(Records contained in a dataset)

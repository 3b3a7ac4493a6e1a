//! Interview turns and manifest completeness.

use super::helpers::{Harness, classified_as};
use atelier::conversation::domain::{AgentState, Mode};
use atelier::manifest::domain::{ManifestField, ProjectManifest, ProjectPhase};
use atelier::model::adapters::ScriptedModelProvider;
use atelier::workflow::WorkflowKind;
use rstest::{fixture, rstest};
use serde_json::json;

#[fixture]
fn nearly_complete() -> ProjectManifest {
    let mut manifest = ProjectManifest::new();
    manifest.name = "Larder".to_owned();
    manifest.mission = "Help home cooks waste less food".to_owned();
    manifest.target_users = vec!["home cooks".to_owned()];
    manifest.tech_stack = vec!["Rust".to_owned()];
    manifest.phase = Some(ProjectPhase::Build);
    manifest.features = vec!["pantry tracking".to_owned()];
    manifest.brand_voice = "warm and practical".to_owned();
    manifest.success_metrics = vec!["weekly active households".to_owned()];
    manifest
}

#[rstest]
fn eight_of_nine_fields_scores_89(nearly_complete: ProjectManifest) {
    let state = AgentState::with_manifest(nearly_complete);

    assert_eq!(state.missing_info(), &[ManifestField::Competitors]);
    assert_eq!(state.manifest().completeness_score(), 89);
}

#[rstest]
#[tokio::test(flavor = "multi_thread")]
async fn new_project_enters_interview_mode() {
    let reply = json!({
        "manifestUpdates": { "features": ["recipe search"] },
        "completedFields": [],
        "question": "What should the app be called?",
        "suggestions": [{ "label": "Name it later", "text": "Let's pick a name later" }]
    });
    let model = ScriptedModelProvider::new()
        .then_text(classified_as("interview"))
        .then_text(reply.to_string());
    let mut harness = Harness::new(model);

    let response = harness
        .agent
        .handle_message("Let's build a recipe app")
        .await
        .expect("interview turn");

    let state = harness.agent.state();
    assert_eq!(response.workflow, WorkflowKind::Interview);
    assert_eq!(state.mode(), Mode::Interview);
    assert!(!state.missing_info().is_empty());
    assert!(state.manifest().completeness_score() < 100);
    assert_eq!(response.content, "What should the app be called?");
    assert_eq!(response.suggested_actions.len(), 1);
}

#[rstest]
#[tokio::test(flavor = "multi_thread")]
async fn completed_fields_never_reappear() {
    let first = json!({
        "manifestUpdates": { "name": "Larder", "mission": "Cook from the pantry" },
        "completedFields": ["name", "mission"],
        "question": "Who is it for?"
    });
    let second = json!({
        "manifestUpdates": { "targetUsers": ["students"] },
        "completedFields": [],
        "question": "What stack?"
    });
    let model = ScriptedModelProvider::new()
        .then_text(classified_as("interview"))
        .then_text(first.to_string())
        .then_text(classified_as("unclear"))
        .then_text(second.to_string());
    let mut harness = Harness::new(model);

    harness.agent.handle_message("It's called Larder").await.expect("first");
    let after_first = harness.agent.state().missing_info().to_vec();
    let response = harness.agent.handle_message("students").await.expect("second");
    let after_second = harness.agent.state().missing_info();

    assert_eq!(response.workflow, WorkflowKind::Interview);
    assert!(!after_second.contains(&ManifestField::Name));
    assert!(!after_second.contains(&ManifestField::Mission));
    assert!(after_second.iter().all(|field| after_first.contains(field)));
    assert_eq!(harness.agent.state().manifest().target_users, vec!["students"]);
}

> [TASK STATEMENT]: Please return each line of the data above in which the word "home" occurs.

> [EXERCISE RESULT]:
    manifest.mission = "Help home cooks waste less food".to_owned();
    manifest.target_users = vec!["home cooks".to_owned()];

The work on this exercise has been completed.